Le plateau de tournage, en particulier dans le domaine documentaire, est un environnement où la pression psychologique et les enjeux narratifs peuvent être extrêmes. Le professionnel se trouve dans l’obligation de « mettre un masque » ou de « jouer un rôle » pour maintenir l’objectivité technique et être un point d’ancrage sécurisant pour le sujet filmé. Cette attitude est une stratégie de survie professionnelle indispensable.

  • Mettre ses émotions de côté pour la performance : Le professionnel ne peut pas se permettre de « craquer » (pleurer ou exploser de rire) car cela ruinerait la prise de vue et la prise de son. Il doit conserver une régulation émotionnelle stable pour diriger et offrir un espace sécurisé au sujet filmé.
  • Adapter l’approche relationnelle : La gestion des émotions varie selon l’interlocuteur.
    • Face à des non-professionnels abordant un sujet tabou ou intime, le réalisateur doit se faire pédagogue et « jouer ce rôle à fond » pour guider l’interview et en tirer le meilleur parti.
    • Avec des acteurs reconnus, l’approche doit être naturelle et sincère pour éviter de « jouer un jeu ».
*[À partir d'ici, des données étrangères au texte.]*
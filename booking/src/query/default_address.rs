//! [`Query`] for the default [`Address`].

use common::operations::{All, Select};
use tracerr::Traced;

use crate::{
    domain::Address,
    infra::{api, Api},
    Service,
};

use super::Query;

/// [`Query`] for the [`Address`] a booking preselects.
///
/// It's the customer's default [`Address`], otherwise the first saved one, or
/// none if nothing is saved.
#[derive(Clone, Copy, Debug, Default)]
pub struct DefaultAddress;

impl<A> Query<DefaultAddress> for Service<A>
where
    A: Api<Select<All<Address>>, Ok = Vec<Address>, Err = Traced<api::Error>>,
{
    type Ok = Option<Address>;
    type Err = Traced<api::Error>;

    async fn execute(&self, _: DefaultAddress) -> Result<Self::Ok, Self::Err> {
        let addresses = self
            .api()
            .execute(Select(All::new()))
            .await
            .map_err(tracerr::wrap!())?;
        Ok(Address::preferred(&addresses).cloned())
    }
}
II.  Le Poids Psychologique du Succès et de l’Attente.

Vincent Kardasik.

L’atteinte d’un succès majeur, tel que remporter plusieurs Emmy Awards, n’est pas une fin en soi psychologiquement. Elle introduit une nouvelle charge émotionnelle à gérer : le poids de l’attente et le syndrome de l’imposteur.

  • La priorité à l’attente : Au lancement d’un nouveau projet majeur, l’émotion dominante n’est pas l’enthousiasme créatif, mais plutôt le poids de l’attente après avoir remporté des prix.
  • La peur de l’annulation : L’artiste a tendance à voir le verre à moitié vide, sachant que, quelle que soit l’ampleur d’un projet sur le papier, celui-ci peut être annulé à tout moment tant qu’il n’a pas commencé à tourner.
  • Le pragmatisme face à l’émotion : Après la retombée émotionnelle des récompenses, il est crucial de mettre l’émotionnel de côté et de rester pragmatique pour évaluer les nouvelles opportunités, aller au-delà de l’aspect financier, et prendre des décisions pour franchir un nouveau cap professionnel.

III. Stratégies de Régulation et d’Équilibre : La Distance Salvatrice.

Vincent Kardasik.

Pour gérer l’accumulation de stress, de pression et du poids des attentes, l’expérience mène à l’adoption de stratégies de régulation émotionnelle matures, centrées sur la dissociation et l’équilibre de vie.

  1. L’Ancrage et la Respiration.

La méthode la plus efficace pour canaliser ses émotions est le travail de respiration. L’apprentissage du recul est essentiel : s’isoler quelques minutes, faire le point, respirer, et remettre les choses dans leur contexte avant le tournage ou une fois le matériel rangé.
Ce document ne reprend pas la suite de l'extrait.